| ACTIVITY |
Which lines in the records below contain the word "display"? Return each of them.

--- START ---

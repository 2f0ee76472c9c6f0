//! CLI binary for bilingual-digest.
//!
//! A thin shim over the library crate that maps CLI flags to `DigestConfig`,
//! runs the pipeline and reports where the artifacts went.

use anyhow::{Context, Result};
use bilingual_digest::{
    run, DigestConfig, DigestProgressCallback, DocumentInput, InputMode, ParagraphRecord,
    ProgressCallback,
};
use clap::Parser;
use indicatif::{ProgressBar, ProgressStyle};
use std::fs::File;
use std::io::{self, Read};
use std::path::{Path, PathBuf};
use std::sync::Arc;
use std::sync::Mutex;
use std::time::{Duration, Instant};
use tracing_subscriber::{fmt, prelude::*, EnvFilter};

// ── ANSI colour helpers ──────────────────────────────────────────────────────

fn green(s: &str) -> String {
    format!("\x1b[32m{s}\x1b[0m")
}
fn red(s: &str) -> String {
    format!("\x1b[31m{s}\x1b[0m")
}
fn yellow(s: &str) -> String {
    format!("\x1b[33m{s}\x1b[0m")
}
fn dim(s: &str) -> String {
    format!("\x1b[2m{s}\x1b[0m")
}
fn bold(s: &str) -> String {
    format!("\x1b[1m{s}\x1b[0m")
}

const TICKS: &[&str] = &["⠋", "⠙", "⠹", "⠸", "⠼", "⠴", "⠦", "⠧", "⠇", "⠏", "⠿"];

// ── CLI progress callback using indicatif ────────────────────────────────────

/// Terminal progress callback: one bar for the document, one log line per
/// finished paragraph.
struct CliProgressCallback {
    bar: ProgressBar,
    started: Mutex<Option<Instant>>,
}

impl CliProgressCallback {
    fn new() -> Arc<Self> {
        let bar = ProgressBar::new(0);
        bar.set_style(
            ProgressStyle::with_template("{spinner:.cyan} {prefix:.bold}  {msg}")
                .unwrap_or_else(|_| ProgressStyle::default_spinner())
                .tick_strings(TICKS),
        );
        bar.set_prefix("Preparing");
        bar.set_message("Reading document…");
        bar.enable_steady_tick(Duration::from_millis(80));

        Arc::new(Self {
            bar,
            started: Mutex::new(None),
        })
    }

    /// Stop the spinner and clear it so an error report is not drawn over.
    fn abandon(&self) {
        if !self.bar.is_finished() {
            self.bar.finish_and_clear();
        }
    }
}

impl DigestProgressCallback for CliProgressCallback {
    fn on_run_start(&self, total_paragraphs: usize) {
        let style = ProgressStyle::with_template(
            "{spinner:.cyan} {prefix:.bold}  \
             [{bar:42.green/238}] {pos:>3}/{len} paragraphs  \
             ⏱ {elapsed_precise}  ETA {eta_precise}",
        )
        .unwrap_or_else(|_| ProgressStyle::default_bar())
        .progress_chars("█▉▊▋▌▍▎▏  ")
        .tick_strings(TICKS);

        self.bar.set_length(total_paragraphs as u64);
        self.bar.set_style(style);
        self.bar.set_prefix("Digesting");
        self.bar.reset_eta();
    }

    fn on_paragraph_start(&self, index: usize, _total: usize) {
        if let Ok(mut started) = self.started.lock() {
            *started = Some(Instant::now());
        }
        self.bar.set_message(format!("paragraph {}", index + 1));
    }

    fn on_paragraph_complete(&self, index: usize, total: usize, record: &ParagraphRecord) {
        let elapsed_ms = self
            .started
            .lock()
            .ok()
            .and_then(|mut s| s.take())
            .map(|t| t.elapsed().as_millis())
            .unwrap_or(0);

        let mark = if record.is_degraded() {
            yellow("⚠")
        } else {
            green("✓")
        };
        self.bar.println(format!(
            "  {} Paragraph {:>3}/{:<3}  {}  {}",
            mark,
            index + 1,
            total,
            dim(&format!("{} keywords", record.keywords_en.len())),
            dim(&format!("{:.1}s", elapsed_ms as f64 / 1000.0)),
        ));
        self.bar.inc(1);
    }

    fn on_run_complete(&self, _total_paragraphs: usize) {
        self.bar.finish_and_clear();
    }
}

const AFTER_HELP: &str = r#"EXAMPLES:
  # Digest a PDF paper into ./result
  bidigest paper.pdf

  # Process a single English paragraph
  bidigest --mode text "This is a sample English paragraph."

  # Read text from stdin, choose a model
  cat abstract.txt | bidigest --mode text --model gpt-4.1-mini -

  # Export detected tables as CSV alongside the results
  bidigest paper.pdf --table-dir tables -o out

OUTPUT:
  <output-dir>/<name>_result.json            one record per paragraph
  <output-dir>/<name>_translated_paper.txt   Chinese paragraphs, blank-line separated
  <name> is the PDF file stem, or text_input_<YYYYmmdd_HHMMSS> in text mode.

ENVIRONMENT VARIABLES:
  OPENAI_API_KEY          OpenAI API key
  ANTHROPIC_API_KEY       Anthropic API key
  GEMINI_API_KEY          Google Gemini API key
  EDGEQUAKE_LLM_PROVIDER  Override provider (openai, anthropic, gemini, ollama)
  EDGEQUAKE_MODEL         Override model ID
"#;

/// Summarise and translate English documents paragraph by paragraph.
#[derive(Parser, Debug)]
#[command(
    name = "bidigest",
    version,
    about = "Summarise, extract keywords from and translate English documents into Chinese",
    arg_required_else_help = true,
    color = clap::ColorChoice::Auto,
    after_long_help = AFTER_HELP
)]
struct Cli {
    /// PDF path (pdf mode) or the English text itself (text mode, `-` for stdin).
    input: String,

    /// Input mode: pdf or text.
    #[arg(long, env = "BIDIGEST_MODE", default_value = "pdf")]
    mode: String,

    /// Directory for the JSON and translated-text artifacts.
    #[arg(short, long = "output-dir", env = "BIDIGEST_OUTPUT_DIR", default_value = "result")]
    output_dir: PathBuf,

    /// LLM model ID (e.g. gpt-4.1-nano, gpt-4.1-mini, claude-sonnet-4-20250514).
    #[arg(long, env = "EDGEQUAKE_MODEL")]
    model: Option<String>,

    /// LLM provider: openai, anthropic, gemini, ollama, azure.
    #[arg(long, env = "EDGEQUAKE_PROVIDER")]
    provider: Option<String>,

    /// LLM temperature (0.0–2.0).
    #[arg(long, env = "BIDIGEST_TEMPERATURE", default_value_t = 0.1)]
    temperature: f32,

    /// Max LLM output tokens per call.
    #[arg(long, env = "BIDIGEST_MAX_TOKENS", default_value_t = 4096)]
    max_tokens: usize,

    /// Do not detect tables in PDF input.
    #[arg(long, env = "BIDIGEST_NO_TABLES")]
    no_tables: bool,

    /// Export detected tables as CSV files into this directory.
    #[arg(long, env = "BIDIGEST_TABLE_DIR")]
    table_dir: Option<PathBuf>,

    /// PDF user password for encrypted documents.
    #[arg(long, env = "BIDIGEST_PASSWORD")]
    password: Option<String>,

    /// Directory containing the pdfium shared library.
    #[arg(long, env = "PDFIUM_LIB_PATH")]
    pdfium_lib: Option<PathBuf>,

    /// Print the records as JSON on stdout.
    #[arg(long, env = "BIDIGEST_JSON")]
    json: bool,

    /// Disable progress bar.
    #[arg(long, env = "BIDIGEST_NO_PROGRESS")]
    no_progress: bool,

    /// Enable DEBUG-level tracing logs.
    #[arg(short, long, env = "BIDIGEST_VERBOSE")]
    verbose: bool,

    /// Suppress all output except errors.
    #[arg(short, long, env = "BIDIGEST_QUIET")]
    quiet: bool,

    /// Also append INFO-level logs (DEBUG with --verbose) to this file.
    #[arg(long, env = "BIDIGEST_LOG_FILE")]
    log_file: Option<PathBuf>,
}

#[tokio::main]
async fn main() -> Result<()> {
    let cli = Cli::parse();

    // ── Logging setup ────────────────────────────────────────────────────
    let show_progress = !cli.quiet && !cli.no_progress && !cli.verbose;
    let filter = if cli.verbose {
        "debug"
    } else if cli.quiet || show_progress {
        "error"
    } else {
        "info"
    };

    let console = fmt::layer().with_writer(io::stderr).with_filter(
        EnvFilter::try_from_default_env().unwrap_or_else(|_| EnvFilter::new(filter)),
    );
    let file = match cli.log_file {
        Some(ref path) => {
            let file_filter = if cli.verbose { "debug" } else { "info" };
            Some(
                fmt::layer()
                    .with_ansi(false)
                    .with_writer(Mutex::new(open_log_file(path)?))
                    .with_filter(EnvFilter::new(file_filter)),
            )
        }
        None => None,
    };
    tracing_subscriber::registry().with(console).with(file).init();

    // ── Resolve input ────────────────────────────────────────────────────
    let mode: InputMode = cli.mode.parse()?;
    let value = if mode == InputMode::Text && cli.input == "-" {
        let mut buf = String::new();
        io::stdin()
            .read_to_string(&mut buf)
            .context("Failed to read text from stdin")?;
        buf
    } else {
        cli.input.clone()
    };
    let input = DocumentInput::from_mode(mode, value);

    // ── Build config and run ─────────────────────────────────────────────
    let progress = show_progress.then(CliProgressCallback::new);
    let outcome = match build_config(&cli, progress.clone().map(|cb| cb as ProgressCallback)) {
        Ok(config) => run(&input, &config).await.context("Run failed"),
        Err(e) => Err(e),
    };
    let output = match outcome {
        Ok(output) => output,
        Err(e) => {
            if let Some(ref cb) = progress {
                cb.abandon();
            }
            return Err(e);
        }
    };

    if cli.json {
        let json = serde_json::to_string_pretty(&output.result.records)
            .context("Failed to serialise records")?;
        println!("{json}");
    }

    if !cli.quiet {
        let stats = &output.stats;
        let mark = if stats.degraded_records == 0 {
            green("✔")
        } else {
            yellow("⚠")
        };
        eprintln!(
            "{}  {} paragraphs  {} calls  {}ms",
            mark,
            bold(&stats.paragraphs.to_string()),
            stats.completion_calls,
            stats.total_duration_ms,
        );
        if stats.degraded_records > 0 {
            eprintln!(
                "   {} records have empty fields (model reply was not valid JSON)",
                red(&stats.degraded_records.to_string())
            );
        }
        eprintln!("   → {}", bold(&output.artifacts.result_json.display().to_string()));
        eprintln!("   → {}", bold(&output.artifacts.translated_text.display().to_string()));
    }

    Ok(())
}

/// Open `path` for appending, creating missing parent directories.
fn open_log_file(path: &Path) -> Result<File> {
    if let Some(parent) = path.parent().filter(|p| !p.as_os_str().is_empty()) {
        std::fs::create_dir_all(parent)
            .with_context(|| format!("Failed to create log directory {}", parent.display()))?;
    }
    File::options()
        .create(true)
        .append(true)
        .open(path)
        .with_context(|| format!("Failed to open log file {}", path.display()))
}

/// Map CLI args to `DigestConfig`.
fn build_config(cli: &Cli, progress: Option<ProgressCallback>) -> Result<DigestConfig> {
    let mut builder = DigestConfig::builder()
        .output_dir(cli.output_dir.clone())
        .temperature(cli.temperature)
        .max_tokens(cli.max_tokens)
        .extract_tables(!cli.no_tables);

    if let Some(ref model) = cli.model {
        builder = builder.model(model.clone());
    }
    if let Some(ref provider) = cli.provider {
        builder = builder.provider_name(provider.clone());
    }
    if let Some(ref dir) = cli.table_dir {
        builder = builder.table_dir(dir.clone());
    }
    if let Some(ref pwd) = cli.password {
        builder = builder.password(pwd.clone());
    }
    if let Some(ref lib) = cli.pdfium_lib {
        builder = builder.pdfium_lib_path(lib.clone());
    }
    if let Some(cb) = progress {
        builder = builder.progress_callback(cb);
    }

    builder.build().context("Invalid configuration")
}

--- END ---

| REPLY TO THE TASK |
        eprintln!("   → {}", bold(&output.artifacts.result_json.display().to_string()));
        eprintln!("   → {}", bold(&output.artifacts.translated_text.display().to_string()));
            .with_context(|| format!("Failed to create log directory {}", parent.display()))?;
        .with_context(|| format!("Failed to open log file {}", path.display()))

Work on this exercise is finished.